B. Pertemuan Syahrir – Van Mook
Pertemuan ini berlangsung di Markas Besar Tentara Inggris Jalan Imam Bonjol No.1 Jakarta pada tanggal 17 November 1945. Pertemuan ini dari pihak Sekutu diwakili oleh Letjen Sir Philip Christison, pihak Belanda diwakili Van Mook sedangkan dari Indonesia diwakili Sutan Syahrir. Dalam pertemuan ini juga belum menghasilkan kesepakatan.
C. Perundingan Hooge Veluwe
Pertemuan ini berlangsung di Hooge Veluwe negeri Belanda pada tanggal 14-25 April 1946. Pertemuan ini dari pihak Indonesia diwakili oleh Mr. Soewandi, dr. Soedarsono dan Mr. A.K. Pringgodigdo sedang dari Belanda diwakili oleh Van Mook, Prof. Logeman, Dr. Van Royen, Van Asbeck, Sultan Hamid II dan Soerjo Santoso. Dan sebagai penengahnya dari pihak Sekutu yaitu Sir Archibald Clark Kerr. Dalam perundingan ini tidak menghasilkan kesepakatan karena Belanda tidak mengakui secara de facto kedaulatan RI atas Jawa dan Sumatra tetapi hanya Jawa dan Madura serta dikurangi daerah-daerah yang diduduki oleh Sekutu.
D. Perundingan Linggarjati
Perundingan ini berlangsung pada tanggal 10-15 November 1946 di Linggarjati, dekat Cirebon. Dalam perundingan ini Indonesia diwakili oleh PM Sutan Syahrir (ketua) dan Moh. Roem, Mr. Susanto Tirtoprojo S.H, Dr. A.K Gani (anggota). Sedangkan Belanda diwakili oleh Prof. Scermerhorn (ketua) dan De Boer, Van Pool (anggota). Dan sebagai penengahnya dari Inggris yang diwakili oleh Lord Killearn. Hasil Perundingan Linggajati ditandatangani tanggal 25 Maret 1947 di Istana Rijswijk (sekarang Istana Merdeka) yang berisi:
1. Belanda mengakui secara de facto RI atas Sumatra, Jawa dan Madura. Belanda harus sudah meninggalkan daerah de facto paling lambat tanggal 1 Januari 1949.

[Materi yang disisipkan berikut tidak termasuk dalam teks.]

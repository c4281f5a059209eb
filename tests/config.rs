// ABOUTME: Integration tests for configuration parsing and discovery.
// ABOUTME: Tests YAML parsing, env var interpolation and config file lookup.

use boxrun::config::*;
use boxrun::error::Error;
use boxrun::runtime::RuntimeType;
use std::fs;
use std::path::{Path, PathBuf};
use std::time::Duration;
use tempfile::TempDir;

mod parsing {
    use super::*;

    #[test]
    fn parse_full_config() {
        let yaml = r#"
engine:
  runtime: podman
  program: /usr/local/bin/podman
recipes_dir: recipes
support_files: [python_run.sh]
build_timeout: 10m
run_timeout: 2m
max_depth: 4
build_args:
  HTTP_PROXY: http://proxy:3128
suite:
  fixtures_dir: fixtures
  results_dir: out
  success_marker: PASSED
  jobs: 4
  images: after
  cases:
    - { id: java/simple, ecosystem: java }
    - { id: go/task, ecosystem: go, recipe: Dockerfile.task, verify_detection: true }
"#;
        let config = Config::from_yaml(yaml).unwrap();

        let engine = config.engine.as_ref().unwrap();
        assert_eq!(engine.runtime, Some(RuntimeType::Podman));
        assert_eq!(engine.program, Some(PathBuf::from("/usr/local/bin/podman")));
        assert_eq!(config.support_files, ["python_run.sh"]);
        assert_eq!(config.build_timeout, Duration::from_secs(600));
        assert_eq!(config.run_timeout, Duration::from_secs(120));
        assert_eq!(config.max_depth, 4);
        assert_eq!(
            config.build_args.get("HTTP_PROXY"),
            Some(&EnvValue::Literal("http://proxy:3128".to_string()))
        );

        assert_eq!(config.suite.success_marker, "PASSED");
        assert_eq!(config.suite.jobs, 4);
        assert_eq!(config.suite.images, ImagePolicy::After);

        let cases = config.suite.cases();
        assert_eq!(cases.len(), 2);
        assert_eq!(cases[1].recipe, Some(PathBuf::from("Dockerfile.task")));
        assert!(cases[1].verify_detection);
    }

    #[test]
    fn default_cases_when_none_configured() {
        let config = Config::from_yaml("{}").unwrap();
        let cases = config.suite.cases();
        assert_eq!(cases.len(), 16);
        assert!(cases.iter().any(|c| c.id == "go/cmd-structure"));
    }

    #[test]
    fn duplicate_case_ids_are_rejected() {
        let yaml = r#"
suite:
  cases:
    - { id: go/simple, ecosystem: go }
    - { id: go/simple, ecosystem: go }
"#;
        let err = Config::from_yaml(yaml).unwrap_err();
        assert!(err.to_string().contains("more than once"));
    }

    #[test]
    fn invalid_ecosystem_id_is_rejected() {
        let yaml = "suite:\n  cases:\n    - { id: x, ecosystem: Java }\n";
        assert!(matches!(Config::from_yaml(yaml), Err(Error::Yaml(_))));
    }

    #[test]
    fn duplicate_catalog_entries_are_rejected() {
        let yaml = r#"
ecosystems:
  - { id: go, extensions: [go], markers: [] }
  - { id: go, extensions: [go2], markers: [] }
"#;
        assert!(Config::from_yaml(yaml).is_err());
    }

    #[test]
    fn zero_timeout_is_rejected() {
        let err = Config::from_yaml("run_timeout: 0s\n").unwrap_err();
        assert!(matches!(err, Error::InvalidConfig(_)));
    }
}

mod build_args {
    use super::*;

    fn config() -> Config {
        Config::from_yaml(
            r#"
build_args:
  PIP_INDEX_URL: { env: BOXRUN_TEST_PIP_INDEX, default: https://pypi.org/simple }
  GOPROXY: { env: BOXRUN_TEST_GOPROXY }
  NODE_ENV: production
"#,
        )
        .unwrap()
    }

    #[test]
    fn resolves_from_environment_in_key_order() {
        temp_env::with_vars(
            [
                ("BOXRUN_TEST_PIP_INDEX", Some("http://mirror/simple")),
                ("BOXRUN_TEST_GOPROXY", Some("http://goproxy")),
            ],
            || {
                let settings = config().executor_settings(None).unwrap();
                assert_eq!(
                    settings.build_args,
                    [
                        ("GOPROXY".to_string(), "http://goproxy".to_string()),
                        ("NODE_ENV".to_string(), "production".to_string()),
                        ("PIP_INDEX_URL".to_string(), "http://mirror/simple".to_string()),
                    ]
                );
            },
        );
    }

    #[test]
    fn falls_back_to_default() {
        temp_env::with_vars(
            [
                ("BOXRUN_TEST_PIP_INDEX", None),
                ("BOXRUN_TEST_GOPROXY", Some("direct")),
            ],
            || {
                let settings = config().executor_settings(None).unwrap();
                assert!(settings.build_args.contains(&(
                    "PIP_INDEX_URL".to_string(),
                    "https://pypi.org/simple".to_string()
                )));
            },
        );
    }

    #[test]
    fn missing_variable_without_default_is_an_error() {
        temp_env::with_var_unset("BOXRUN_TEST_GOPROXY", || {
            let err = config().executor_settings(None).unwrap_err();
            assert!(matches!(err, Error::MissingEnvVar(ref v) if v == "BOXRUN_TEST_GOPROXY"));
        });
    }

    #[test]
    fn marker_and_budgets_flow_into_settings() {
        let config = Config::from_yaml("build_timeout: 90s\n").unwrap();
        let settings = config
            .executor_settings(Some("SUCCESS".to_string()))
            .unwrap();
        assert_eq!(settings.build_timeout, Duration::from_secs(90));
        assert_eq!(settings.success_marker.as_deref(), Some("SUCCESS"));
    }
}

mod discovery {
    use super::*;

    fn write(dir: &Path, rel: &str, content: &str) {
        let path = dir.join(rel);
        fs::create_dir_all(path.parent().unwrap()).unwrap();
        fs::write(path, content).unwrap();
    }

    #[test]
    fn finds_boxrun_yml() {
        let dir = TempDir::new().unwrap();
        write(dir.path(), "boxrun.yml", "max_depth: 3\n");
        assert_eq!(Config::discover(dir.path()).unwrap().max_depth, 3);
    }

    #[test]
    fn finds_dot_directory_config() {
        let dir = TempDir::new().unwrap();
        write(dir.path(), ".boxrun/config.yml", "recipes_dir: recipes\n");

        let config = Config::discover(dir.path()).unwrap();
        assert_eq!(config.base_dir(), dir.path());
        assert_eq!(config.recipe_book().dir(), dir.path().join("recipes"));
    }

    #[test]
    fn yml_wins_over_yaml() {
        let dir = TempDir::new().unwrap();
        write(dir.path(), "boxrun.yml", "max_depth: 2\n");
        write(dir.path(), "boxrun.yaml", "max_depth: 5\n");
        assert_eq!(Config::discover(dir.path()).unwrap().max_depth, 2);
    }

    #[test]
    fn absent_config_is_reported_or_defaulted() {
        let dir = TempDir::new().unwrap();
        assert!(matches!(
            Config::discover(dir.path()),
            Err(Error::ConfigNotFound(_))
        ));

        let config = Config::discover_or_default(dir.path()).unwrap();
        assert_eq!(config.fixtures_dir(), dir.path().join("test_projects"));
        assert_eq!(config.results_dir(), dir.path().join("results"));
    }

    #[test]
    fn explicit_file_resolves_paths_against_its_directory() {
        let dir = TempDir::new().unwrap();
        write(dir.path(), "ci/boxrun.yml", "suite:\n  fixtures_dir: ../fixtures\n");

        let config = Config::load(&dir.path().join("ci/boxrun.yml")).unwrap();
        assert_eq!(config.fixtures_dir(), dir.path().join("ci/../fixtures"));
    }

    #[test]
    fn malformed_yaml_surfaces_parse_error() {
        let dir = TempDir::new().unwrap();
        write(dir.path(), "boxrun.yml", "suite: [unclosed\n");
        assert!(matches!(Config::discover(dir.path()), Err(Error::Yaml(_))));
    }
}

mod init {
    use super::*;

    #[test]
    fn init_writes_parseable_template() {
        let dir = TempDir::new().unwrap();
        init_config(dir.path(), false).unwrap();

        let config = Config::discover(dir.path()).unwrap();
        assert_eq!(config.suite.images, ImagePolicy::Before);
        assert_eq!(config.recipes_dir, PathBuf::from(DEFAULT_RECIPES_DIR));
    }
}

2. RI dan Belanda akan membentuk RIS, yang salah satu negara bagiannya adalah RI.
3. RIS dan Belanda akan membentuk Uni Indonesia Belanda dengan Ratu Belanda sebagai ketuanya.
Perjanjian Linggarjati bagi Indonesia ada segi positif dan negatifnya. Dari segi positif yaitu Belanda mengakui secara de facto atas RI (Jawa, Madura dan Sumatera). Sedang segi negatifnya yaitu wilayah RI semakin sempit. Walaupun sudah merdeka, tetapi masih di bawah kekuasaan Belanda.
E. Perundingan Renville
Perundingan ini dimulai pada 8 Desember 1947, di mana pihak Indonesia diwakili Mr. Amir Syarifuddin (ketua) dan Ali Sastroamidjojo, H. Agus Salim, Dr. J. Leimena, Dr. Coa Tik Ien, Nasrun (anggota). Sedang pihak Belanda diwakili R. Abdulkadir Widjojoatmodjo (ketua) dan Mr. H.A.L. Van Vredenburgh, Dr. P. J. Koets dan Mr. Dr. Chr. Soumokil. Perundingan ini berlangsung di atas kapal perang Amerika Serikat “USS Renville”.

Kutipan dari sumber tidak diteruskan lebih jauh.